Early this century, the IETF started the "multi6" working group that was chartered to look at scalable multihoming for IPv6. The fear was that with the increased IPv6 address space, multihoming could become a big problem. The job of multi6 was to explore ways to do multihoming that don't tax the routing system. After many years and numerous proposals, this led to the shim6 working group, which is now about to publish specifications that allow a "shim" layer in the TCP/IP stack to dynamically move ongoing communication from one address to another. Under this plan, a computer might have an address from ISP A and an address from ISP B. When it's communicating over ISP A, but that ISP goes down, shim6 simply moves the communication session to the address from ISP B. Shim6 could be useful for home networks and small offices, but operators of larger networks don't see much to like in this approach.

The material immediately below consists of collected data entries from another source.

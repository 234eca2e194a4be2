// SPDX-License-Identifier: MIT

//! Activity submission and history workflow.
//!
//! One end-to-end "record an activity" operation: validate the form, fetch a
//! weather snapshot, persist, return the stored record. The two network
//! calls are sequential on purpose: the snapshot is embedded in the record
//! before it is written.

use crate::error::AppError;
use crate::models::activity::sort_newest_first;
use crate::models::{Activity, ActivityForm};
use crate::services::WeatherService;
use std::future::Future;

/// Storage operations the workflow depends on.
///
/// Implemented by [`crate::db::FirestoreDb`]; tests supply an in-memory
/// store.
pub trait ActivityStore {
    /// All records owned by `user_id`.
    fn list_activities(
        &self,
        user_id: &str,
    ) -> impl Future<Output = Result<Vec<Activity>, AppError>> + Send;

    /// Insert one record, returning the stored form.
    fn create_activity(
        &self,
        activity: &Activity,
    ) -> impl Future<Output = Result<Activity, AppError>> + Send;
}

impl ActivityStore for crate::db::FirestoreDb {
    async fn list_activities(&self, user_id: &str) -> Result<Vec<Activity>, AppError> {
        crate::db::FirestoreDb::list_activities(self, user_id).await
    }

    async fn create_activity(&self, activity: &Activity) -> Result<Activity, AppError> {
        crate::db::FirestoreDb::create_activity(self, activity).await
    }
}

/// Record one activity for `user_id`.
///
/// Validation failures abort before any network call. The weather lookup
/// cannot fail (it degrades to simulated data), so the only fallible step
/// after validation is the store insert, and that error propagates: the
/// caller surfaces exactly one failure and nothing is persisted.
pub async fn submit_activity<S: ActivityStore>(
    store: &S,
    weather: &WeatherService,
    form: &ActivityForm,
    user_id: &str,
) -> Result<Activity, AppError> {
    let mut activity = Activity::from_form(form, user_id)?;

    let snapshot = weather
        .fetch(&activity.city, &activity.state, activity.date)
        .await;
    activity.weather = Some(snapshot);

    let stored = store.create_activity(&activity).await?;

    tracing::debug!(
        activity_id = %stored.id,
        user_id,
        date = %stored.date,
        "Activity recorded"
    );

    Ok(stored)
}

/// Load a user's history, newest first.
///
/// No user means no query: an unauthenticated history is empty. Store errors
/// propagate so the caller can show "history unavailable" rather than a
/// silently empty list.
pub async fn load_history<S: ActivityStore>(
    store: &S,
    user_id: Option<&str>,
) -> Result<Vec<Activity>, AppError> {
    let Some(user_id) = user_id else {
        return Ok(Vec::new());
    };

    let mut activities = store.list_activities(user_id).await?;
    // The store orders by date already; re-sort in case a backend returns
    // records in insertion order.
    sort_newest_first(&mut activities);
    Ok(activities)
}
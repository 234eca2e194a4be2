// SPDX-License-Identifier: MIT

//! Session routes.
//!
//! Sign-in happens against the identity provider; this service only checks
//! and tears down sessions. The session travels as a signed JWT, either in
//! the `outing_session` cookie or as a bearer token.

use crate::middleware::auth::{extract_token, verify_session, SESSION_COOKIE};
use crate::models::User;
use crate::AppState;
use axum::{
    extract::State,
    http::HeaderMap,
    routing::{get, post},
    Json, Router,
};
use axum_extra::extract::cookie::{Cookie, CookieJar};
use serde::Serialize;
use std::sync::Arc;

pub fn routes() -> Router<Arc<AppState>> {
    Router::new()
        .route("/auth/session", get(get_session))
        .route("/auth/logout", post(logout))
}

/// Session check response.
#[derive(Serialize)]
pub struct SessionResponse {
    pub authenticated: bool,
    #[serde(skip_serializing_if = "Option::is_none")]
    pub user: Option<User>,
}

/// Report the current session, if any.
///
/// Never a 401: an anonymous visitor asking "who am I" is a normal request.
async fn get_session(
    State(state): State<Arc<AppState>>,
    jar: CookieJar,
    headers: HeaderMap,
) -> Json<SessionResponse> {
    let user = extract_token(&jar, &headers)
        .and_then(|token| verify_session(&token, &state.config.jwt_signing_key))
        .map(|auth| User {
            id: auth.user_id,
            email: auth.email,
        });

    Json(SessionResponse {
        authenticated: user.is_some(),
        user,
    })
}

/// Logout response.
#[derive(Serialize)]
pub struct LogoutResponse {
    pub success: bool,
}

/// Sign out: clear the session cookie.
///
/// The client drops its in-memory activity list on the session-changed
/// event; every later history request is a 401 until a new sign-in.
async fn logout(jar: CookieJar) -> (CookieJar, Json<LogoutResponse>) {
    let jar = jar.remove(Cookie::build(SESSION_COOKIE).path("/"));
    (jar, Json(LogoutResponse { success: true }))
}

Currently, the IRTF's Routing Research Group (RRG) is evaluating a number of proposals, with most of them falling under the "jack up" moniker. The jack up class of approaches basically takes all the addresses used by end-users and removes them from the current inter-domain routing system. These addresses are then tunneled through the core of the Internet; devices that sit close to the user/ISP boundary encapsulate packets to provider independent addresses into another IP packet. This IP packet is then sent to an equivalent device close to the user/ISP boundary at the destination's end, where the original packet is decapsulated and sent on to its intended destination.

By hiding the addresses that the users see from the big core routers in this way, it's possible to make those core routers faster and cheaper. However, it does mean it's necessary to deploy encapsulation/decapsulation devices at the edges of ISP networks (or even in end-user networks) everywhere. This would be the first big change in Internet routing in a decade and a half. But if it doesn't work, perhaps some more cat herding will do the trick.